Principles of Statistics
Concise description of classical statistics, from basic dice probabilities to modern regression analysis. Equal stress on theory and applications. Moderate difficulty; only basic calculus required. Includes problems with answers.
Principles of Applied Statistics
Applied statistics is more than data analysis, but it is easy to lose sight of the big picture. David Cox and Christl Donnelly distil decades of scientific experience into usable principles for the successful application of statistics, showing how good statistical strategy shapes every stage of an investigation. As you advance from research or policy question, to study design, through modelling and interpretation, and finally to meaningful conclusions, this book will be a valuable guide. Over a hundred illustrations from a wide variety of real applications make the conceptual points concrete, illuminating your path and deepening your understanding. This book is essential reading for anyone who makes extensive use of statistical methods in their work.
The Principles of Statistical Mechanics
This is the definitive treatise on the fundamentals of statistical mechanics. A concise exposition of classical statistical mechanics is followed by a thorough elucidation of quantum statistical mechanics: postulates, theorems, statistical ensembles, changes in quantum mechanical systems with time, and more. The final two chapters discuss applications of statistical mechanics to thermodynamic behavior. 1930 edition.
Principles of Statistics
Mohammad Z. Raqab A été écrit sous une forme ou une autre pendant la plus grande partie de sa vie. Vous pouvez trouver autant d'inspiration de Principles of Statistics Aussi informatif et amusant. Cliquez sur le bouton TÉLÉCHARGER ou Lire en ligne pour obtenir gratuitement le livre de titre $ gratuitement.
Principles of Statistical Inference
In this book, an integrated introduction to statistical inference is provided from a frequentist likelihood-based viewpoint. Classical results are presented together with recent developments, largely built upon ideas due to R.A. Fisher. The term ?neo-Fisherian? highlights this.After a unified review of background material (statistical models, likelihood, data and model reduction, first-order asymptotics) and inference in the presence of nuisance parameters (including pseudo-likelihoods), a self-contained introduction is given to exponential families, exponential dispersion models, generalized linear models, and group families. Finally, basic results of higher-order asymptotics are introduced (index notation, asymptotic expansions for statistics and distributions, and major applications to likelihood inference).The emphasis is more on general concepts and methods than on regularity conditions. Many examples are given for specific statistical models. Each chapter is supplemented with problems and bibliographic notes. This volume can serve as a textbook in intermediate-level undergraduate and postgraduate courses in statistical inference.
Principles of statistics
Victor E. McGee A été écrit sous une forme ou une autre pendant la plus grande partie de sa vie. Vous pouvez trouver autant d'inspiration de Principles of statistics Aussi informatif et amusant. Cliquez sur le bouton TÉLÉCHARGER ou Lire en ligne pour obtenir gratuitement le livre de titre $ gratuitement.

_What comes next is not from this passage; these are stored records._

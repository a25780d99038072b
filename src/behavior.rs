// src/behavior.rs

use serde_json::{Map, Value};
use url::Url;

use crate::client::GeocodeClient;
use crate::config::GeoQueryConfig;
use crate::error::GeocodeError;
use crate::geopoint::GeoPoint;
use crate::query::{DistanceClause, DistanceQuery, QueryBuilder};
use crate::schema::SchemaRegistry;
use crate::types::ColumnRef;

/// An entity record the behavior can read address fields from and write coordinates to.
pub trait Locatable {
    /// Value of an address field, `None` when unset.
    fn field_value(&self, field: &str) -> Option<String>;

    /// Writes both coordinate columns; `None` clears them together.
    fn set_coordinates(
        &mut self,
        latitude_column: &str,
        longitude_column: &str,
        point: Option<GeoPoint>,
    );

    /// Whether `field` changed since the entity was loaded. Entities that do not
    /// track modifications are always geocoded on save.
    fn is_field_modified(&self, _field: &str) -> bool {
        true
    }
}

/// A JSON object, as stored by document-style backends, is a locatable entity.
impl Locatable for Map<String, Value> {
    fn field_value(&self, field: &str) -> Option<String> {
        match self.get(field)? {
            Value::String(s) => Some(s.clone()),
            Value::Number(n) => Some(n.to_string()),
            Value::Bool(b) => Some(b.to_string()),
            _ => None,
        }
    }

    fn set_coordinates(
        &mut self,
        latitude_column: &str,
        longitude_column: &str,
        point: Option<GeoPoint>,
    ) {
        let (lat, lng) = match point {
            Some(p) => (Value::from(p.latitude), Value::from(p.longitude)),
            None => (Value::Null, Value::Null),
        };
        self.insert(latitude_column.to_string(), lat);
        self.insert(longitude_column.to_string(), lng);
    }
}

/// The geolocatable behavior of one entity type: coordinate columns, geocoding on
/// save, and distance queries over the stored coordinates.
#[derive(Debug, Clone)]
pub struct Geolocatable {
    config: GeoQueryConfig,
    client: GeocodeClient,
}

impl Geolocatable {
    pub fn new(config: GeoQueryConfig) -> Result<Self, GeocodeError> {
        let client = GeocodeClient::new(&config)?;
        Ok(Self { config, client })
    }

    pub fn config(&self) -> &GeoQueryConfig {
        &self.config
    }

    pub fn client(&self) -> &GeocodeClient {
        &self.client
    }

    /// Registers the latitude and longitude columns with the host schema.
    pub fn set_table_definition<R: SchemaRegistry + ?Sized>(&self, registry: &mut R) {
        let columns = self.config.columns();
        for column in [&columns.latitude, &columns.longitude] {
            registry.has_column(&column.declaration(), column);
        }
    }

    /// The address query for `entity`: its configured fields, non-empty ones only,
    /// joined with `", "`.
    pub fn build_geo_query<E: Locatable + ?Sized>(&self, entity: &E) -> String {
        GeocodeClient::build_query(
            self.config
                .fields()
                .iter()
                .map(|field| entity.field_value(field)),
        )
    }

    pub fn build_url_from_query(&self, query: &str) -> Url {
        self.client.request_url(query)
    }

    /// Geocodes `entity` and writes the result to its coordinate columns, rounded to
    /// the column scale. A `None` result clears both columns.
    ///
    /// Without an explicit `url` the entity's own address query is used; an entity
    /// with no address is cleared without contacting the geocoder. On error the
    /// entity is left untouched.
    pub async fn refresh_geocodes<E: Locatable + ?Sized>(
        &self,
        entity: &mut E,
        url: Option<&Url>,
    ) -> Result<Option<GeoPoint>, GeocodeError> {
        let point = match url {
            Some(url) => self.client.resolve(url).await?,
            None => {
                let query = self.build_geo_query(entity);
                if query.is_empty() {
                    log::debug!("No address fields set, clearing coordinates");
                    None
                } else {
                    let url = self.build_url_from_query(&query);
                    self.client.resolve(&url).await?
                }
            }
        };

        let columns = self.config.columns();
        let stored = point.map(|p| {
            GeoPoint::new(
                p.round_to_scale(columns.latitude.scale).latitude,
                p.round_to_scale(columns.longitude.scale).longitude,
            )
        });
        entity.set_coordinates(&columns.latitude.name, &columns.longitude.name, stored);
        Ok(stored)
    }

    /// Pre-save lifecycle hook. Refreshes the coordinates if any configured address
    /// field was modified; returns whether a refresh happened.
    pub async fn pre_save<E: Locatable + ?Sized>(
        &self,
        entity: &mut E,
    ) -> Result<bool, GeocodeError> {
        let modified = self
            .config
            .fields()
            .iter()
            .any(|field| entity.is_field_modified(field));
        if !modified {
            return Ok(false);
        }
        self.refresh_geocodes(entity, None).await?;
        Ok(true)
    }

    /// A distance query from `origin` over the configured columns, qualified by `qualifier`.
    pub fn distance_query(&self, qualifier: &str, origin: GeoPoint) -> DistanceQuery {
        let columns = self.config.columns();
        DistanceQuery::new(
            origin,
            ColumnRef::qualified(qualifier, columns.latitude.name.as_str()),
            ColumnRef::qualified(qualifier, columns.longitude.name.as_str()),
        )
        .unit(self.config.distance_unit())
    }

    /// Adds the distance from (`latitude`, `longitude`) as a computed column named after
    /// the configured unit, filtered to rows closer than `max_distance` when given.
    pub fn add_distance_query<Q: QueryBuilder + ?Sized>(
        &self,
        query: &mut Q,
        latitude: f64,
        longitude: f64,
        max_distance: Option<f64>,
    ) -> DistanceClause {
        let clause = self
            .distance_query(query.root_alias(), GeoPoint::new(latitude, longitude))
            .max_distance_opt(max_distance)
            .build();
        clause.apply(query);
        clause
    }
}
// src/types/mod.rs

pub mod common;
pub mod unit;

pub use common::{is_sql_identifier, ColumnRef};
pub use unit::DistanceUnit;
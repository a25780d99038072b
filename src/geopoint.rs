// src/geopoint.rs

use serde::{Deserialize, Serialize};

use crate::error::OutOfRangeError;
use crate::types::DistanceUnit;

/// Scale of the `double(16, 10)` coordinate columns.
pub const COORDINATE_SCALE: u32 = 10;

/// A resolved geographical point.
///
/// An entity that has not been geocoded yet carries `Option<GeoPoint>::None`, so
/// latitude and longitude are always present together.
#[derive(Debug, Serialize, Deserialize, Clone, Copy, PartialEq)]
pub struct GeoPoint {
    pub latitude: f64,
    pub longitude: f64,
}

impl GeoPoint {
    /// Creates a new `GeoPoint` without range checks, the way geocoder output is taken.
    pub fn new(latitude: f64, longitude: f64) -> Self {
        GeoPoint {
            latitude,
            longitude,
        }
    }

    /// Creates a new `GeoPoint`, rejecting latitude outside [-90, 90] or longitude
    /// outside [-180, 180]. NaN is rejected as well.
    pub fn try_new(latitude: f64, longitude: f64) -> Result<Self, OutOfRangeError> {
        let point = GeoPoint::new(latitude, longitude);
        if point.is_in_range() {
            Ok(point)
        } else {
            Err(OutOfRangeError {
                latitude,
                longitude,
            })
        }
    }

    pub fn is_in_range(&self) -> bool {
        (-90.0..=90.0).contains(&self.latitude) && (-180.0..=180.0).contains(&self.longitude)
    }

    /// Rounds both coordinates to `scale` decimal places, as a `DECIMAL(_, scale)` column stores them.
    pub fn round_to_scale(&self, scale: u32) -> Self {
        let factor = 10f64.powi(scale.min(i32::MAX as u32) as i32);
        if !factor.is_finite() {
            return *self;
        }
        GeoPoint {
            latitude: (self.latitude * factor).round() / factor,
            longitude: (self.longitude * factor).round() / factor,
        }
    }

    /// Great-circle distance to `other`, computed with the same arc-minute formula
    /// the generated SQL uses.
    pub fn distance_to(&self, other: &GeoPoint, unit: DistanceUnit) -> f64 {
        let lat1 = self.latitude.to_radians();
        let lat2 = other.latitude.to_radians();
        let dlng = (self.longitude - other.longitude).to_radians();

        // Rounding can push identical points just above 1.0.
        let cos_angle =
            (lat1.sin() * lat2.sin() + lat1.cos() * lat2.cos() * dlng.cos()).clamp(-1.0, 1.0);

        cos_angle.acos().to_degrees() * 60.0 * unit.factor()
    }
}

impl From<(f64, f64)> for GeoPoint {
    fn from((latitude, longitude): (f64, f64)) -> Self {
        GeoPoint::new(latitude, longitude)
    }
}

Principles of Statistics for Engineers and Scientists
Facts101 is your complete guide to Principles of Statistics for Engineers and Scientists. In this book, you will learn topics such as Commonly Used Distributions, Point and Interval Estimation for a Single Sample, Hypothesis Tests for a Single Sample, and Inferences for Two Samples plus much more. With key features such as key terms, people and places, Facts101 gives you all the information you need to prepare for your next exam. Our practice tests are specific to the textbook and we have designed tools to make the most of your limited study time.
Principles of statistics
Presents comprehensive coverage of statistics in a step-by-step format, geared for undergraduates majoring in the social sciences. Discusses the basic theoretical concepts of statistics. Explains how statistics are applied to research studies. Emphasizes principles, integration, and understanding rather than rules. Includes exercises taken from actual psychological research, sketches and diagrams for problem solving, techniques to estimate the approximate value of a statistic, review chapters, statistical tables, and much more.
Principles of Statistical Genomics
Statistical genomics is a rapidly developing field, with more and more people involved in this area. However, a lack of synthetic reference books and textbooks in statistical genomics has become a major hurdle on the development of the field. Although many books have been published recently in bioinformatics, most of them emphasize DNA sequence analysis under a deterministic approach. Principles of Statistical Genomics synthesizes the state-of-the-art statistical methodologies (stochastic approaches) applied to genome study. It facilitates understanding of the statistical models and methods behind the major bioinformatics software packages, which will help researchers choose the optimal algorithm to analyze their data and better interpret the results of their analyses. Understanding existing statistical models and algorithms assists researchers to develop improved statistical methods to extract maximum information from their data. Resourceful and easy to use, Principles of Statistical Genomics is a comprehensive reference for researchers and graduate students studying statistical genomics.